И эту атмосферу удалось создать нашей начальнице, бывшей курсистке, которую все мы так жаждали видеть на этом посту, но из которой два-три года пребывания у власти успели вытравить даже элементарную порядочность!
13 февраля
Давно уж не приходилось мне браться за дневник, хотя и нужно было бы сделать это, но времени свободного совершенно не было. На масленой вместо отдыха пришлось возиться с годовым отчетом по прогимназии, с составлением формуляров и другой канцелярщиной; даже тетрадей некогда было проверять, и они скопились у меня целыми грудами.
А между тем за это время было кой-что и интересное. Придется излагать по отдельным учебным заведениям.

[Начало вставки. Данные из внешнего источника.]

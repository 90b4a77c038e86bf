//! Stdio transport for the MCP server.
//!
//! This transport uses standard input/output for communication,
//! which is the standard mode for CLI-based MCP integrations.

use crate::db::ConnectionManager;
use crate::error::{DbError, DbResult};
use crate::mcp::SsmsService;
use crate::transport::{Transport, wait_for_signal};
use rmcp::{ServiceExt, transport::stdio};
use std::sync::Arc;
use tracing::{info, warn};

/// Stdio transport implementation.
///
/// This transport reads JSON-RPC messages from stdin and writes
/// responses to stdout, following the MCP protocol specification.
pub struct StdioTransport {
    connection_manager: Arc<ConnectionManager>,
    max_rows: u32,
}

impl StdioTransport {
    pub fn new(connection_manager: Arc<ConnectionManager>, max_rows: u32) -> Self {
        Self {
            connection_manager,
            max_rows,
        }
    }
}

impl Transport for StdioTransport {
    async fn run(&self) -> DbResult<()> {
        info!("Starting MCP server with stdio transport");

        let service = SsmsService::new(self.connection_manager.clone(), self.max_rows);

        let running_service = service.serve(stdio()).await.map_err(|e| {
            DbError::internal(format!("Failed to start stdio transport: {e}"))
        })?;

        let shutdown_requested = tokio::select! {
            result = running_service.waiting() => {
                match result {
                    Ok(_quit_reason) => info!("Stdio transport completed normally"),
                    Err(e) => {
                        warn!(error = %e, "Stdio transport error");
                        self.connection_manager.close_all().await;
                        return Err(DbError::internal(format!("Stdio transport error: {e}")));
                    }
                }
                false
            }
            _ = wait_for_signal() => {
                info!("Shutdown signal received (send again to force exit)");
                true
            }
        };

        if shutdown_requested {
            tokio::spawn(async {
                wait_for_signal().await;
                warn!("Received second signal, forcing immediate exit");
                std::process::exit(1);
            });
        }

        info!("Closing all database connections");
        self.connection_manager.close_all().await;

        if shutdown_requested {
            // stdin reads cannot be interrupted by select!
            info!("Exiting process");
            std::process::exit(0);
        }

        Ok(())
    }

    fn name(&self) -> &'static str {
        "stdio"
    }
}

Прежде всего о комитете начальников средних и низших учебных заведений по внешкольному надзору. Это учреждение возникло по распоряжению нового попечителя фон Г-мана. На учредительное собрание комитета собравшиеся туда директора, председатели, начальницы и инспектора явились не как педагоги, объединенные общими целями, а как чиновники, желающие подсидеть друг друга. Сразу же почувствовалась взаимная отчужденность и враждебность. Прочли циркуляр попечителя, начавшего с воспитательных идеалов древнегреческих философов и кончившего необходимостью организовать внезапные коллективные облавы на учащихся. В дальнейшем и обсуждался главным образом этот вопрос. Была выработана стройная система, на манер жандармской, с внезапной рассылкой председателем комитета всем надзирающим секретных предписаний явиться туда-то тогда-то, а там, конечно, «тащить и не пущать». Слежка за учащимися теперь будет коллективная, т. е. со стороны учащих всех учебных заведений и за учащимися во всех; таким образом, учащиеся под перекрестным огнем. Но всего характернее то, что видимая тенденция у надзирающих и руководящих надзором в том, чтобы ловить не своих, а чужих учеников, чтобы посадить в калошу «враждебные державы», т. е. другие учебные заведения. Таким образом, получился — правильнее говоря — «комитет взаимного подсиживания начальников учебных заведений».